DIY Anti-Depressant: How To Meet Your Own Emotional Needs

Every human has specific needs that must be fulfilled. When we’re tired, we need sleep, and when we’re hungry, we need to eat. But it’s more difficult to examine other needs that are just as important: our emotional needs.

The warning signs of unmet emotional needs aren’t as apparent as our eyes drooping or our stomachs growling. Here, we’ll break down a couple perspectives on our basic emotional needs and what we can do to take care of them.

Maslow and the Hierarchy of Needs

The origin of our emotional needs goes back to a psychologist named Abraham Maslow. Around 1970, Maslow proposed a hierarchy of needs that everyone needs to meet in order to reach self-actualization, a term that refers to a sort of inner harmony within ourselves. He envisioned this hierarchy as a series of stages like a pyramid.

Physiological Needs

These are our basic, physiological needs like hunger, thirst, or homeostasis, better known as the way our body makes sure everything functioning properly.

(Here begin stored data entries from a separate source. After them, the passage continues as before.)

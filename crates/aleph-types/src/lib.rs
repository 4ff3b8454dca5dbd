//! Value types shared across the poset, consensus, sync, and node crates:
//! process identity, committee/process configuration, and the opaque
//! transaction type the core counts and orders but never interprets.

pub mod config;
pub mod entities;
pub mod errors;

pub use config::{GossipStrategy, NetworkConfig, NodeConfig, SchedulerConfig};
pub use entities::{CommitteeInfo, Hash, ProcessCount, ProcessId, PublicKey, Signature, Transaction};
pub use errors::{ConfigError, NodeState};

This category also includes needs that aren’t necessarily internal, like our needs for warmth and shelter. Maslow included these physical needs because without them, we have little chance at feeling emotionally OK.

Safety Needs

Safety needs encompass a variety of different kinds of security needs. This includes physical safety from the world around us, emotional security, mental and physical well-being, and financial security.

Love and Belonging

The next tier in the pyramid is our need for social belonging. Humans are social by nature, and our need for interaction is rooted in our biology. So it makes sense that our need for love and belonging plays such a pivotal part of our emotional well-being.

Friendships, loving family bonds, or romantic intimacy can help fulfill this need, although a mixture of all three is ideal.

Esteem

The esteem category refers to our need to feel respected and recognized. This can be further split into two distinct kinds of esteem; a low version and a high version. The low version refers to respect and recognition from others around us, while the high version is respect and recognition from ourselves. While feeling respected can help you feel respect for yourself, self-respect is possible – and more valuable – even without others’ approval.

Self-Actualization

In theory, when all the above needs are satisfied, we reach self-actualization. With enough of our needs met, we have enough brain space to be the best version of ourselves – or just a not-depressed version.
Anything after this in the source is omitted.